Advertiser Monday 14 September 1942, AITKEN. —In loving memory of our dear husband and daddy. Pte. Robert Maxwell Aitken, who died of wounds at Tobruk on September 14 1941. He died that we might live. —Always remembered by his loving wife Lorna and small son Maxwell. AITKEN. -dear brother-in-law. Pte Robert Maxwell Aitken. who died of wounds at Tobruk on September 14 1941. His duty nobly done. Inserted by his loving brother-in-law. Dud (AIF) sister-in-law. Gladys, and Joy. AITKEN. —In treasured memory of our dear son and brother. Robert Maxwell (Bob), who died of wounds at Tobruk. September 14. 1941. He gave his life for us and we who love you dear will not forget. —From his loving mother and sisters. AITKEN In loving memory of our dear brother. Pte. R. M. Aitken who died of wounds at Tobruk. September 14, 1941. Greater love hath no man than ' this.—Ever remembered by Marg, and Bert.

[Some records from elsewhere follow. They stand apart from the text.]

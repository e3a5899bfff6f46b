pub type Result<T> = std::result::Result<T, Error>;

pub mod addr;
pub mod config;
mod error;
pub mod logger;
pub mod server;
pub mod session;
pub mod socks;
pub mod tunnel;
pub mod upstream;

pub use error::Error;
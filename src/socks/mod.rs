//! SOCKS message codec.
//!
//! The codec is version-agnostic: it never looks at listener configuration.
//! Whether a version is allowed is decided by the session.

pub mod v4;
pub mod v5;

use std::fmt;

use strum_macros::Display;
use tokio::io::{AsyncBufRead, AsyncBufReadExt, AsyncRead, AsyncWrite};

use crate::{Error, Result};

#[derive(Debug, Clone, Copy, PartialEq, Eq, Display)]
#[repr(u8)]
pub enum Version {
    #[strum(to_string = "socks4")]
    Socks4 = v4::VERSION,
    #[strum(to_string = "socks5")]
    Socks5 = v5::VERSION,
}

impl Version {
    pub fn code(self) -> u8 {
        self as u8
    }
}

impl TryFrom<u8> for Version {
    type Error = Error;

    fn try_from(code: u8) -> Result<Self> {
        match code {
            v4::VERSION => Ok(Version::Socks4),
            v5::VERSION => Ok(Version::Socks5),
            code => Err(Error::InvalidProtocolVersion(code)),
        }
    }
}

#[derive(Debug, Clone, Copy, PartialEq, Eq, Display)]
pub enum CommandType {
    Connect,
    Bind,
    UdpAssociate,
}

#[derive(Debug, Clone, PartialEq, Eq)]
pub enum Command {
    V4(v4::Command),
    V5(v5::Command),
}

impl Command {
    pub fn version(&self) -> Version {
        match self {
            Command::V4(_) => Version::Socks4,
            Command::V5(_) => Version::Socks5,
        }
    }

    pub fn kind(&self) -> CommandType {
        match self {
            Command::V4(cmd) => cmd.kind(),
            Command::V5(cmd) => cmd.kind,
        }
    }

    /// Wire form for the upstream; `NotSupported` for commands that are
    /// never forwarded.
    pub fn encode(&self) -> Result<Vec<u8>> {
        match self {
            Command::V4(cmd) => cmd.encode(),
            Command::V5(cmd) => cmd.encode(),
        }
    }
}

impl fmt::Display for Command {
    fn fmt(&self, f: &mut fmt::Formatter<'_>) -> fmt::Result {
        match self {
            Command::V4(cmd) => write!(f, "{cmd}"),
            Command::V5(cmd) => write!(f, "{cmd}"),
        }
    }
}

#[derive(Debug, Clone, PartialEq, Eq)]
pub enum Response {
    V4(v4::Response),
    V5(v5::Response),
}

impl Response {
    /// Locally made failure, for commands that are never forwarded.
    pub fn rejected(version: Version) -> Self {
        match version {
            Version::Socks4 => Response::V4(v4::Response::rejected()),
            Version::Socks5 => Response::V5(v5::Response::command_not_supported()),
        }
    }

    pub fn version(&self) -> Version {
        match self {
            Response::V4(_) => Version::Socks4,
            Response::V5(_) => Version::Socks5,
        }
    }

    pub fn is_success(&self) -> bool {
        match self {
            Response::V4(rsp) => rsp.is_success(),
            Response::V5(rsp) => rsp.is_success(),
        }
    }

    pub fn code(&self) -> u8 {
        match self {
            Response::V4(rsp) => rsp.result,
            Response::V5(rsp) => rsp.reply,
        }
    }

    pub async fn send<W>(&self, writer: &mut W) -> Result<()>
    where
        W: AsyncWrite + Unpin,
    {
        match self {
            Response::V4(rsp) => rsp.send(writer).await,
            Response::V5(rsp) => rsp.send(writer).await,
        }
    }
}

/// Look at the first byte without consuming it.
pub async fn peek_version<R>(reader: &mut R) -> Result<Version>
where
    R: AsyncBufRead + Unpin,
{
    let buf = reader.fill_buf().await?;
    let code = *buf.first().ok_or(Error::UnexpectedEndOfStream)?;
    Version::try_from(code)
}

/// Read one client command, dispatching on the version byte.
///
/// SOCKS5 needs to answer method negotiation, hence the write bound.
pub async fn read_command<S>(stream: &mut S) -> Result<Command>
where
    S: AsyncBufRead + AsyncWrite + Unpin,
{
    match peek_version(stream).await? {
        Version::Socks4 => v4::Command::read(stream).await.map(Command::V4),
        Version::Socks5 => v5::Command::accept(stream).await.map(Command::V5),
    }
}

/// Anything the upstream expects before it will take a command.
pub async fn negotiate_upstream<S>(stream: &mut S, version: Version) -> Result<()>
where
    S: AsyncRead + AsyncWrite + Unpin,
{
    match version {
        Version::Socks4 => Ok(()),
        Version::Socks5 => v5::negotiate(stream).await,
    }
}

pub async fn read_response<R>(reader: &mut R, version: Version) -> Result<Response>
where
    R: AsyncRead + Unpin,
{
    match version {
        Version::Socks4 => v4::Response::read(reader).await.map(Response::V4),
        Version::Socks5 => v5::Response::read(reader).await.map(Response::V5),
    }
}
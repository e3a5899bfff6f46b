//! SOCKS4 framing.
//!
//! Only the fixed-size request is accepted: the user-id trailer must be
//! empty, so every request is exactly 9 bytes.

use std::fmt;
use std::net::{IpAddr, Ipv4Addr};

use bytebuffer::ByteBuffer;
use tokio::io::{AsyncRead, AsyncReadExt, AsyncWrite, AsyncWriteExt};

use super::CommandType;
use crate::addr;
use crate::{Error, Result};

pub const VERSION: u8 = 4;

const CMD_CONNECT: u8 = 1;
const CMD_BIND: u8 = 2;

pub const REQUEST_GRANTED: u8 = 90;
pub const REQUEST_REJECTED: u8 = 91;

const COMMAND_LEN: usize = 9;
const RESPONSE_LEN: usize = 8;

#[derive(Debug, Clone, PartialEq, Eq)]
pub enum Command {
    Connect { addr: IpAddr, port: u16 },
    /// Parsed so it can be reported, never forwarded
    Bind { addr: IpAddr, port: u16 },
}

impl Command {
    pub fn connect(addr: IpAddr, port: u16) -> Self {
        Command::Connect { addr, port }
    }

    pub fn kind(&self) -> CommandType {
        match self {
            Command::Connect { .. } => CommandType::Connect,
            Command::Bind { .. } => CommandType::Bind,
        }
    }

    pub fn addr(&self) -> IpAddr {
        match self {
            Command::Connect { addr, .. } | Command::Bind { addr, .. } => *addr,
        }
    }

    pub fn port(&self) -> u16 {
        match self {
            Command::Connect { port, .. } | Command::Bind { port, .. } => *port,
        }
    }

    /// Read one request. Fails on a short stream, a non-empty user id or an
    /// unknown command code.
    pub async fn read<R>(reader: &mut R) -> Result<Command>
    where
        R: AsyncRead + Unpin,
    {
        let mut raw = [0; COMMAND_LEN];
        reader.read_exact(&mut raw).await?;

        let mut pkt = ByteBuffer::from_bytes(&raw);
        let version = pkt.read_u8()?;
        let code = pkt.read_u8()?;
        let port = pkt.read_u16()?;
        let ip = pkt.read_u32()?;
        let user_id = pkt.read_u8()?;

        if version != VERSION {
            return Err(Error::InvalidProtocolVersion(version));
        }

        if user_id != 0 {
            return Err(Error::UnsupportedUserIdField);
        }

        let addr = IpAddr::V4(addr::decode_ipv4(ip.to_be_bytes()));

        match code {
            CMD_CONNECT => Ok(Command::Connect { addr, port }),
            CMD_BIND => Ok(Command::Bind { addr, port }),
            code => Err(Error::InvalidCommandCode(code)),
        }
    }

    pub fn encode(&self) -> Result<Vec<u8>> {
        let (addr, port) = match self {
            Command::Connect { addr, port } => (*addr, *port),
            Command::Bind { .. } => return Err(Error::NotSupported("socks4 bind")),
        };

        let ip = addr::ip_addr_to_wire(addr)?;

        let mut msg = ByteBuffer::new();
        msg.write_u8(VERSION);
        msg.write_u8(CMD_CONNECT);
        msg.write_u16(port);
        msg.write_bytes(&ip);
        msg.write_u8(0);
        Ok(msg.into_vec())
    }

    pub async fn send<W>(&self, writer: &mut W) -> Result<()>
    where
        W: AsyncWrite + Unpin,
    {
        let msg = self.encode()?;
        writer.write_all(&msg).await?;
        Ok(())
    }
}

impl fmt::Display for Command {
    fn fmt(&self, f: &mut fmt::Formatter<'_>) -> fmt::Result {
        write!(f, "{}:{}", self.addr(), self.port())
    }
}

/// An 8-byte reply. Every field is kept so that re-encoding yields the
/// bytes the upstream sent.
#[derive(Debug, Clone, PartialEq, Eq)]
pub struct Response {
    pub version: u8,
    pub result: u8,
    pub port: u16,
    pub addr: Ipv4Addr,
}

impl Response {
    pub fn rejected() -> Self {
        Response {
            version: 0,
            result: REQUEST_REJECTED,
            port: 0,
            addr: Ipv4Addr::UNSPECIFIED,
        }
    }

    pub fn is_success(&self) -> bool {
        self.result == REQUEST_GRANTED
    }

    pub async fn read<R>(reader: &mut R) -> Result<Response>
    where
        R: AsyncRead + Unpin,
    {
        let mut raw = [0; RESPONSE_LEN];
        reader.read_exact(&mut raw).await?;

        let mut pkt = ByteBuffer::from_bytes(&raw);
        let version = pkt.read_u8()?;
        let result = pkt.read_u8()?;
        let port = pkt.read_u16()?;
        let ip = pkt.read_u32()?;

        Ok(Response {
            version,
            result,
            port,
            addr: addr::decode_ipv4(ip.to_be_bytes()),
        })
    }

    pub fn encode(&self) -> Vec<u8> {
        let mut msg = ByteBuffer::new();
        msg.write_u8(self.version);
        msg.write_u8(self.result);
        msg.write_u16(self.port);
        msg.write_bytes(&addr::encode_ipv4(self.addr));
        msg.into_vec()
    }

    pub async fn send<W>(&self, writer: &mut W) -> Result<()>
    where
        W: AsyncWrite + Unpin,
    {
        writer.write_all(&self.encode()).await?;
        Ok(())
    }
}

Advertiser Tuesday 14 September 1943, AITKEN. —In loving memory of Pte. R. M. Aitken, died of wounds at Tobruk, Sept. 14, 1941. His duty nobly done. — Longed for always by his wife Lorna, and son Maxwell.
Advertiser Thursday 14 September 1944, AITKEN. Pte. R. M.—A tribute of honor to our dear husband and father Bob died of wounds at Tobruk, Sept. 14. 1941. A thought for today, a memory forever. —Longed for always by his loving wife Lorna and son Maxwell.
Advertiser Friday 14 September 1945, AITKEN In loving memory of our loving husband and father Pte. R M Aitken died of wounds at Tobruk September 14, 1941. His duty nobly done. Remembered always by his loving wife Lorna and son Maxwell.
Advertiser Saturday 14 September 1946, AITKEN. Pte. R. M- ln loving memory of our dear husband and father died of wounds at Tobruk September 14. 1941.—Longed for always by his loving wife Lorna, son Maxwell.